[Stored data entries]
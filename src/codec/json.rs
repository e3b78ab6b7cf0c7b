use std::fs;
use std::path::Path;

use crate::codec::{ArtifactWriter, RecordDecoder};
use crate::error::GlmError;
use crate::record::Dataset;

/// Datasets as pretty-printed JSON. Used for mirrored or synthetic records
/// and for builds without netCDF support.
#[derive(Debug, Clone, Copy, Default)]
pub struct JsonCodec;

impl RecordDecoder for JsonCodec {
    fn decode(&self, path: &Path) -> Result<Dataset, GlmError> {
        let decode_err = |message: String| GlmError::Decode {
            path: path.to_path_buf(),
            message,
        };
        let bytes = fs::read(path).map_err(|err| decode_err(err.to_string()))?;
        if bytes.is_empty() {
            return Err(decode_err("empty file".to_string()));
        }
        let dataset: Dataset =
            serde_json::from_slice(&bytes).map_err(|err| decode_err(err.to_string()))?;
        dataset.validate().map_err(decode_err)?;
        Ok(dataset)
    }
}

impl ArtifactWriter for JsonCodec {
    fn extension(&self) -> &'static str {
        "json"
    }

    fn write(&self, path: &Path, dataset: &Dataset) -> Result<(), GlmError> {
        let write_err = |message: String| GlmError::ArtifactWrite {
            path: path.to_path_buf(),
            message,
        };
        let content =
            serde_json::to_vec_pretty(dataset).map_err(|err| write_err(err.to_string()))?;
        fs::write(path, content).map_err(|err| write_err(err.to_string()))
    }
}

#[cfg(test)]
mod tests {
    use assert_matches::assert_matches;

    use super::*;
    use crate::record::Variable;

    #[test]
    fn empty_file_is_a_decode_error() {
        let temp = tempfile::tempdir().unwrap();
        let path = temp.path().join("empty.json");
        fs::write(&path, b"").unwrap();

        let err = JsonCodec.decode(&path).unwrap_err();
        assert_matches!(err, GlmError::Decode { .. });
    }

    #[test]
    fn written_artifact_decodes_back() {
        let temp = tempfile::tempdir().unwrap();
        let path = temp.path().join("artifact.json");
        let mut dataset = Dataset::default();
        dataset.dimensions.insert("occurrence".to_string(), 2);
        dataset.variables.insert(
            "flash_lat".to_string(),
            Variable::new(&["occurrence"], vec![-22.9, -23.0]),
        );
        dataset
            .attributes
            .insert("bucket".to_string(), "2023-11-18T14".into());

        JsonCodec.write(&path, &dataset).unwrap();
        assert_eq!(JsonCodec.decode(&path).unwrap(), dataset);
    }
}
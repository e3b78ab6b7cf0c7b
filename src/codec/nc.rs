use std::path::Path;

use netcdf::AttributeValue as NcValue;
use netcdf::types::{IntType, NcVariableType};
use tracing::debug;

use crate::codec::{ArtifactWriter, RecordDecoder};
use crate::error::GlmError;
use crate::record::{AttributeValue, Dataset, Variable};

/// GLM Level-2 files and merged artifacts as netCDF. Numeric variables are
/// read as `f64` and unpacked, so artifacts hold physical values as doubles;
/// text-typed variables are skipped.
#[derive(Debug, Clone, Copy, Default)]
pub struct NetcdfCodec;

impl RecordDecoder for NetcdfCodec {
    fn decode(&self, path: &Path) -> Result<Dataset, GlmError> {
        let decode_err = |message: String| GlmError::Decode {
            path: path.to_path_buf(),
            message,
        };
        let file = netcdf::open(path).map_err(|err| decode_err(err.to_string()))?;

        let mut dataset = Dataset::default();
        for dim in file.dimensions() {
            dataset.dimensions.insert(dim.name(), dim.len());
        }
        for attr in file.attributes() {
            if let Some(value) = attr.value().ok().and_then(convert_attribute) {
                dataset.attributes.insert(attr.name().to_string(), value);
            }
        }
        for var in file.variables() {
            let name = var.name();
            let values = match var.get_values::<f64, _>(..) {
                Ok(values) => values,
                Err(err) => {
                    debug!(variable = %name, error = %err, "skipping non-numeric variable");
                    continue;
                }
            };
            let mut variable = Variable {
                dimensions: var.dimensions().iter().map(|dim| dim.name()).collect(),
                values,
                attributes: Default::default(),
            };
            for attr in var.attributes() {
                if let Some(value) = attr.value().ok().and_then(convert_attribute) {
                    variable.attributes.insert(attr.name().to_string(), value);
                }
            }
            variable.unpack(integer_bits(&var.vartype()));
            dataset.variables.insert(name, variable);
        }
        drop(file);

        dataset.validate().map_err(decode_err)?;
        Ok(dataset)
    }
}

impl ArtifactWriter for NetcdfCodec {
    fn extension(&self) -> &'static str {
        "nc"
    }

    fn write(&self, path: &Path, dataset: &Dataset) -> Result<(), GlmError> {
        let write_err = |err: netcdf::Error| GlmError::ArtifactWrite {
            path: path.to_path_buf(),
            message: err.to_string(),
        };
        let mut file = netcdf::create(path).map_err(write_err)?;
        for (name, len) in &dataset.dimensions {
            file.add_dimension(name, *len).map_err(write_err)?;
        }
        for (name, value) in &dataset.attributes {
            file.add_attribute(name, to_nc_value(value))
                .map_err(write_err)?;
        }
        for (name, variable) in &dataset.variables {
            let dims = variable
                .dimensions
                .iter()
                .map(String::as_str)
                .collect::<Vec<_>>();
            let mut var = file.add_variable::<f64>(name, &dims).map_err(write_err)?;
            for (attr_name, value) in &variable.attributes {
                var.put_attribute(attr_name, to_nc_value(value))
                    .map_err(write_err)?;
            }
            var.put_values(&variable.values, ..).map_err(write_err)?;
        }
        Ok(())
    }
}

fn integer_bits(kind: &NcVariableType) -> Option<u32> {
    match kind {
        NcVariableType::Int(IntType::I8 | IntType::U8) => Some(8),
        NcVariableType::Int(IntType::I16 | IntType::U16) => Some(16),
        NcVariableType::Int(IntType::I32 | IntType::U32) => Some(32),
        NcVariableType::Int(IntType::I64 | IntType::U64) => Some(64),
        _ => None,
    }
}

fn convert_attribute(value: NcValue) -> Option<AttributeValue> {
    let numbers = match value {
        NcValue::Str(text) => return Some(AttributeValue::Text(text)),
        NcValue::Strs(texts) => return Some(AttributeValue::Text(texts.join(","))),
        NcValue::Double(v) => vec![v],
        NcValue::Doubles(v) => v,
        NcValue::Float(v) => vec![f64::from(v)],
        NcValue::Floats(v) => v.into_iter().map(f64::from).collect(),
        NcValue::Int(v) => vec![f64::from(v)],
        NcValue::Ints(v) => v.into_iter().map(f64::from).collect(),
        NcValue::Uint(v) => vec![f64::from(v)],
        NcValue::Uints(v) => v.into_iter().map(f64::from).collect(),
        NcValue::Short(v) => vec![f64::from(v)],
        NcValue::Shorts(v) => v.into_iter().map(f64::from).collect(),
        NcValue::Ushort(v) => vec![f64::from(v)],
        NcValue::Ushorts(v) => v.into_iter().map(f64::from).collect(),
        NcValue::Schar(v) => vec![f64::from(v)],
        NcValue::Schars(v) => v.into_iter().map(f64::from).collect(),
        NcValue::Uchar(v) => vec![f64::from(v)],
        NcValue::Uchars(v) => v.into_iter().map(f64::from).collect(),
        NcValue::Longlong(v) => vec![v as f64],
        NcValue::Longlongs(v) => v.into_iter().map(|x| x as f64).collect(),
        NcValue::Ulonglong(v) => vec![v as f64],
        NcValue::Ulonglongs(v) => v.into_iter().map(|x| x as f64).collect(),
        #[allow(unreachable_patterns)]
        _ => return None,
    };
    Some(AttributeValue::Numbers(numbers))
}

fn to_nc_value(value: &AttributeValue) -> NcValue {
    match value {
        AttributeValue::Text(text) => NcValue::Str(text.clone()),
        AttributeValue::Numbers(numbers) if numbers.len() == 1 => NcValue::Double(numbers[0]),
        AttributeValue::Numbers(numbers) => NcValue::Doubles(numbers.clone()),
    }
}
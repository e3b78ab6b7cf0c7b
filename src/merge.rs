use std::collections::{BTreeMap, BTreeSet};
use std::fs;

use camino::{Utf8Path, Utf8PathBuf};
use serde::Serialize;
use tracing::info;

use crate::codec::ArtifactWriter;
use crate::config::RecordLayout;
use crate::domain::{Bucket, ObjectKey};
use crate::error::GlmError;
use crate::record::{AttributeValue, Dataset, EventRecord, Variable};
use crate::window::{CompletedWindow, WindowTrigger};

pub const OCCURRENCE_DIMENSION: &str = "occurrence";
pub const RECORD_DIMENSION: &str = "record";
pub const RECORD_TIME_VARIABLE: &str = "record_time";
pub const OCCURRENCE_RECORD_VARIABLE: &str = "occurrence_record";

/// Merged content of one completed window.
#[derive(Debug, Clone, PartialEq, Serialize)]
pub struct MergedArtifact {
    pub bucket: Bucket,
    pub sequence: usize,
    pub trigger: WindowTrigger,
    pub source_slots: usize,
    pub record_count: usize,
    pub occurrence_count: usize,
    pub source_objects: Vec<ObjectKey>,
    #[serde(skip)]
    pub dataset: Dataset,
}

#[derive(Debug, Clone)]
pub struct Merger {
    layout: RecordLayout,
    output_dir: Utf8PathBuf,
}

impl Merger {
    pub fn new(layout: RecordLayout, output_dir: Utf8PathBuf) -> Self {
        Self { layout, output_dir }
    }

    pub fn output_dir(&self) -> &Utf8Path {
        &self.output_dir
    }

    pub fn artifact_path(&self, bucket: &Bucket, sequence: usize, extension: &str) -> Utf8PathBuf {
        self.output_dir
            .join(bucket.artifact_file_name(sequence, extension))
    }

    /// Concatenates the window's kept records along the occurrence axis.
    /// Returns `None` when every slot is a placeholder.
    pub fn merge(&self, window: &CompletedWindow) -> Result<Option<MergedArtifact>, GlmError> {
        let mut kept = window
            .slots
            .iter()
            .filter_map(|slot| slot.result.record().map(|record| (slot.index, record)))
            .collect::<Vec<_>>();
        if kept.is_empty() {
            return Ok(None);
        }
        kept.sort_by_key(|(index, record)| (record.key.start_time(), *index));
        let records = kept.into_iter().map(|(_, record)| record).collect::<Vec<_>>();

        let shape_err = |message: String| GlmError::ConcatenationShape {
            bucket: window.bucket.to_string(),
            window: window.sequence,
            message,
        };
        let dataset = self.concatenate(&records).map_err(shape_err)?;
        let occurrence_count = dataset.dimension_len(OCCURRENCE_DIMENSION).unwrap_or(0);

        let mut artifact = MergedArtifact {
            bucket: window.bucket,
            sequence: window.sequence,
            trigger: window.trigger,
            source_slots: window.source_slots(),
            record_count: records.len(),
            occurrence_count,
            source_objects: records.iter().map(|record| record.key.clone()).collect(),
            dataset,
        };
        annotate(&mut artifact);
        Ok(Some(artifact))
    }

    fn concatenate(&self, records: &[&EventRecord]) -> Result<Dataset, String> {
        let event_dim = self.layout.event_dimension.as_str();
        let trimmed = records
            .iter()
            .map(|record| record.dataset.without_dimensions(&self.layout.drop_dimensions))
            .collect::<Vec<_>>();
        let first = &trimmed[0];

        let names = first.variables.keys().cloned().collect::<BTreeSet<_>>();
        for (record, dataset) in records.iter().zip(&trimmed) {
            let other = dataset.variables.keys().cloned().collect::<BTreeSet<_>>();
            if let Some(name) = names.symmetric_difference(&other).next() {
                return Err(format!(
                    "variable {name} is not present in every record (first mismatch in {})",
                    record.key.file_name()
                ));
            }
        }

        let event_counts = records
            .iter()
            .map(|record| record.event_count(&self.layout))
            .collect::<Vec<_>>();
        let occurrences: usize = event_counts.iter().sum();

        let mut merged = Dataset::default();
        for (name, len) in &first.dimensions {
            if name != event_dim {
                merged.dimensions.insert(name.clone(), *len);
            }
        }
        merged
            .dimensions
            .insert(OCCURRENCE_DIMENSION.to_string(), occurrences);
        merged
            .dimensions
            .insert(RECORD_DIMENSION.to_string(), records.len());

        for name in &names {
            let template = &first.variables[name];
            let reference_shape = first.shape_of(template)?;
            let per_event = template.dimensions.first().map(String::as_str) == Some(event_dim);
            if template.dimensions.iter().skip(1).any(|dim| dim == event_dim) {
                return Err(format!(
                    "variable {name} uses {event_dim} as an inner dimension"
                ));
            }

            let mut values = Vec::new();
            for (record, dataset) in records.iter().zip(&trimmed) {
                let variable = &dataset.variables[name];
                let shape = dataset.shape_of(variable)?;
                let compatible = if per_event {
                    variable.dimensions.first() == template.dimensions.first()
                        && variable.dimensions[1..] == template.dimensions[1..]
                        && shape[1..] == reference_shape[1..]
                } else {
                    variable.dimensions == template.dimensions && shape == reference_shape
                };
                if !compatible {
                    return Err(format!(
                        "variable {name} has shape {shape:?} in {} but {reference_shape:?} in {}",
                        record.key.file_name(),
                        records[0].key.file_name()
                    ));
                }
                values.extend_from_slice(&variable.values);
            }

            let leading = if per_event {
                OCCURRENCE_DIMENSION
            } else {
                RECORD_DIMENSION
            };
            let skip = usize::from(per_event);
            let mut dimensions = vec![leading.to_string()];
            dimensions.extend(template.dimensions.iter().skip(skip).cloned());
            merged.variables.insert(
                name.clone(),
                Variable {
                    dimensions,
                    values,
                    attributes: template.attributes.clone(),
                },
            );
        }

        let mut record_time = Variable::new(
            &[RECORD_DIMENSION],
            records
                .iter()
                .map(|record| record.key.start_time().and_utc().timestamp_millis() as f64 / 1000.0)
                .collect(),
        );
        record_time.attributes.insert(
            "units".to_string(),
            "seconds since 1970-01-01 00:00:00 UTC".into(),
        );
        merged
            .variables
            .insert(RECORD_TIME_VARIABLE.to_string(), record_time);

        let occurrence_record = event_counts
            .iter()
            .enumerate()
            .flat_map(|(record, count)| std::iter::repeat_n(record as f64, *count))
            .collect();
        merged.variables.insert(
            OCCURRENCE_RECORD_VARIABLE.to_string(),
            Variable::new(&[OCCURRENCE_DIMENSION], occurrence_record),
        );

        merged.attributes = first.attributes.clone();
        merged.validate()?;
        Ok(merged)
    }

    /// Writes the artifact next to its final path and renames it into
    /// place. Failures are not retried.
    pub fn write<W>(&self, artifact: &MergedArtifact, writer: &W) -> Result<Utf8PathBuf, GlmError>
    where
        W: ArtifactWriter + ?Sized,
    {
        let path = self.artifact_path(&artifact.bucket, artifact.sequence, writer.extension());
        let write_err = |message: String| GlmError::ArtifactWrite {
            path: path.clone().into_std_path_buf(),
            message,
        };
        fs::create_dir_all(self.output_dir.as_std_path())
            .map_err(|err| write_err(err.to_string()))?;
        let temp = tempfile::Builder::new()
            .prefix(".glm-agg-")
            .suffix(&format!(".{}", writer.extension()))
            .tempfile_in(self.output_dir.as_std_path())
            .map_err(|err| write_err(err.to_string()))?;
        writer.write(temp.path(), &artifact.dataset)?;
        temp.persist(path.as_std_path())
            .map_err(|err| write_err(err.to_string()))?;
        info!(
            bucket = %artifact.bucket,
            window = artifact.sequence,
            records = artifact.record_count,
            occurrences = artifact.occurrence_count,
            path = %path,
            "wrote merged artifact"
        );
        Ok(path)
    }
}

fn annotate(artifact: &mut MergedArtifact) {
    let attributes: &mut BTreeMap<String, AttributeValue> = &mut artifact.dataset.attributes;
    attributes.insert("bucket".to_string(), artifact.bucket.to_string().into());
    attributes.insert(
        "window_sequence".to_string(),
        (artifact.sequence as f64).into(),
    );
    attributes.insert(
        "source_slots".to_string(),
        (artifact.source_slots as f64).into(),
    );
    attributes.insert(
        "source_objects".to_string(),
        artifact
            .source_objects
            .iter()
            .map(ObjectKey::file_name)
            .collect::<Vec<_>>()
            .join(",")
            .into(),
    );
}
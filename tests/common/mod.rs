#![allow(dead_code)]

use std::collections::{HashMap, HashSet};
use std::fs;
use std::path::Path;
use std::sync::Mutex;
use std::sync::atomic::{AtomicUsize, Ordering};
use std::thread;
use std::time::Duration;

use camino::Utf8PathBuf;
use chrono::NaiveDate;

use glm_aggregator::codec::RecordFormat;
use glm_aggregator::config::{Config, ConfigLoader, ResolvedConfig};
use glm_aggregator::domain::{Bucket, ObjectKey};
use glm_aggregator::error::GlmError;
use glm_aggregator::pipeline::{ProgressEvent, ProgressSink};
use glm_aggregator::record::{Dataset, Variable};
use glm_aggregator::retry::RetryPolicy;
use glm_aggregator::source::ObjectSource;

pub const INSIDE: (f64, f64) = (-43.2, -22.9);
pub const OUTSIDE: (f64, f64) = (-50.0, -10.0);

pub fn bucket() -> Bucket {
    bucket_at(14)
}

pub fn bucket_at(hour: u8) -> Bucket {
    Bucket::new(NaiveDate::from_ymd_opt(2023, 11, 18).unwrap(), hour).unwrap()
}

/// Key for the `minute`-th file of 2023-11-18 (day 322), hour 14.
pub fn glm_key(minute: u32, second: u32) -> String {
    glm_key_at(14, minute, second)
}

pub fn glm_key_at(hour: u8, minute: u32, second: u32) -> String {
    format!(
        "GLM-L2-LCFA/2023/322/{hour:02}/OR_GLM-L2-LCFA_G16_s2023322{hour:02}{minute:02}{second:02}0_e2023322{hour:02}{minute:02}{second:02}0_c2023322{hour:02}{minute:02}{second:02}1.nc"
    )
}

pub fn object_key(minute: u32, second: u32) -> ObjectKey {
    glm_key(minute, second).parse().unwrap()
}

/// A GLM-shaped dataset with one flash per point, plus event and group
/// variables that the merger is expected to drop.
pub fn glm_dataset(points: &[(f64, f64)]) -> Dataset {
    let flashes = points.len();
    let mut dataset = Dataset::default();
    dataset
        .dimensions
        .insert("number_of_flashes".to_string(), flashes);
    dataset
        .dimensions
        .insert("number_of_events".to_string(), flashes * 3);
    dataset
        .dimensions
        .insert("number_of_groups".to_string(), flashes * 2);
    dataset.variables.insert(
        "flash_lon".to_string(),
        Variable::new(
            &["number_of_flashes"],
            points.iter().map(|(lon, _)| *lon).collect(),
        ),
    );
    dataset.variables.insert(
        "flash_lat".to_string(),
        Variable::new(
            &["number_of_flashes"],
            points.iter().map(|(_, lat)| *lat).collect(),
        ),
    );
    dataset.variables.insert(
        "event_energy".to_string(),
        Variable::new(&["number_of_events"], vec![1.0; flashes * 3]),
    );
    dataset.variables.insert(
        "group_lat".to_string(),
        Variable::new(&["number_of_groups"], vec![-22.9; flashes * 2]),
    );
    dataset
        .variables
        .insert("product_time".to_string(), Variable::scalar(7.0e8));
    dataset
        .attributes
        .insert("platform_ID".to_string(), "G16".into());
    dataset
}

pub fn test_config(root: &Path, capacity: usize, workers: usize) -> ResolvedConfig {
    let root = Utf8PathBuf::from_path_buf(root.to_path_buf()).unwrap();
    let config = Config {
        window_capacity: Some(capacity),
        workers: Some(workers),
        output_dir: Some(root.join("out").to_string()),
        staging_dir: Some(root.join("stage").to_string()),
        format: Some(RecordFormat::Json),
        ..Config::default()
    };
    let mut resolved = ConfigLoader::resolve_config(config).unwrap();
    resolved.retry = RetryPolicy::immediate(3);
    resolved
}

/// In-memory object store. Objects are served as the bytes stored for
/// their key; fetches can be slowed down or made to fail.
#[derive(Default)]
pub struct MockSource {
    listings: HashMap<Bucket, Vec<String>>,
    objects: HashMap<String, Vec<u8>>,
    failing: HashSet<String>,
    flaky: Mutex<HashMap<String, usize>>,
    fetch_delay: Duration,
    unreachable: bool,
    pub list_calls: AtomicUsize,
    pub fetch_calls: AtomicUsize,
    active: AtomicUsize,
    pub peak_active: AtomicUsize,
}

impl MockSource {
    pub fn new() -> Self {
        Self::default()
    }

    pub fn with_delay(mut self, delay: Duration) -> Self {
        self.fetch_delay = delay;
        self
    }

    pub fn unreachable(mut self) -> Self {
        self.unreachable = true;
        self
    }

    pub fn add_dataset(&mut self, bucket: Bucket, key: String, dataset: &Dataset) {
        let bytes = serde_json::to_vec(dataset).unwrap();
        self.add_bytes(bucket, key, bytes);
    }

    pub fn add_bytes(&mut self, bucket: Bucket, key: String, bytes: Vec<u8>) {
        self.listings.entry(bucket).or_default().push(key.clone());
        self.objects.insert(key, bytes);
    }

    pub fn add_listing_only(&mut self, bucket: Bucket, key: String) {
        self.listings.entry(bucket).or_default().push(key);
    }

    /// Every fetch of `key` fails with a transport error.
    pub fn fail_always(&mut self, key: &str) {
        self.failing.insert(key.to_string());
    }

    /// The first `failures` fetches of `key` fail with a transport error.
    pub fn fail_first(&mut self, key: &str, failures: usize) {
        self.flaky
            .lock()
            .unwrap()
            .insert(key.to_string(), failures);
    }

    pub fn peak(&self) -> usize {
        self.peak_active.load(Ordering::SeqCst)
    }

    fn serve(&self, key: &str, destination: &Path) -> Result<(), GlmError> {
        if self.failing.contains(key) {
            return Err(GlmError::Transport(format!("connection reset: {key}")));
        }
        {
            let mut flaky = self.flaky.lock().unwrap();
            if let Some(remaining) = flaky.get_mut(key) {
                if *remaining > 0 {
                    *remaining -= 1;
                    return Err(GlmError::Transport(format!("timeout: {key}")));
                }
            }
        }
        let bytes = self
            .objects
            .get(key)
            .ok_or_else(|| GlmError::NotFound(key.to_string()))?;
        fs::write(destination, bytes).map_err(|err| GlmError::Staging {
            path: destination.to_path_buf(),
            message: err.to_string(),
        })
    }
}

impl ObjectSource for MockSource {
    fn list(&self, bucket: &Bucket) -> Result<Vec<String>, GlmError> {
        self.list_calls.fetch_add(1, Ordering::SeqCst);
        self.listings
            .get(bucket)
            .cloned()
            .ok_or_else(|| GlmError::NotFound(bucket.to_string()))
    }

    fn fetch(&self, key: &str, destination: &Path) -> Result<(), GlmError> {
        self.fetch_calls.fetch_add(1, Ordering::SeqCst);
        let now = self.active.fetch_add(1, Ordering::SeqCst) + 1;
        self.peak_active.fetch_max(now, Ordering::SeqCst);
        if !self.fetch_delay.is_zero() {
            thread::sleep(self.fetch_delay);
        }
        let result = self.serve(key, destination);
        self.active.fetch_sub(1, Ordering::SeqCst);
        result
    }

    fn probe(&self) -> Result<(), GlmError> {
        if self.unreachable {
            return Err(GlmError::Transport("dns error".to_string()));
        }
        Ok(())
    }
}

#[derive(Default)]
pub struct RecordingSink {
    pub messages: Mutex<Vec<String>>,
}

impl ProgressSink for RecordingSink {
    fn event(&self, event: ProgressEvent) {
        self.messages.lock().unwrap().push(event.message);
    }
}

» WORK INSTRUCTIONS
Look through the data above and return each line where the string "Mutex" occurs.

» ANSWER TO THE EXERCISE
use std::sync::Mutex;
    flaky: Mutex<HashMap<String, usize>>,
    pub messages: Mutex<Vec<String>>,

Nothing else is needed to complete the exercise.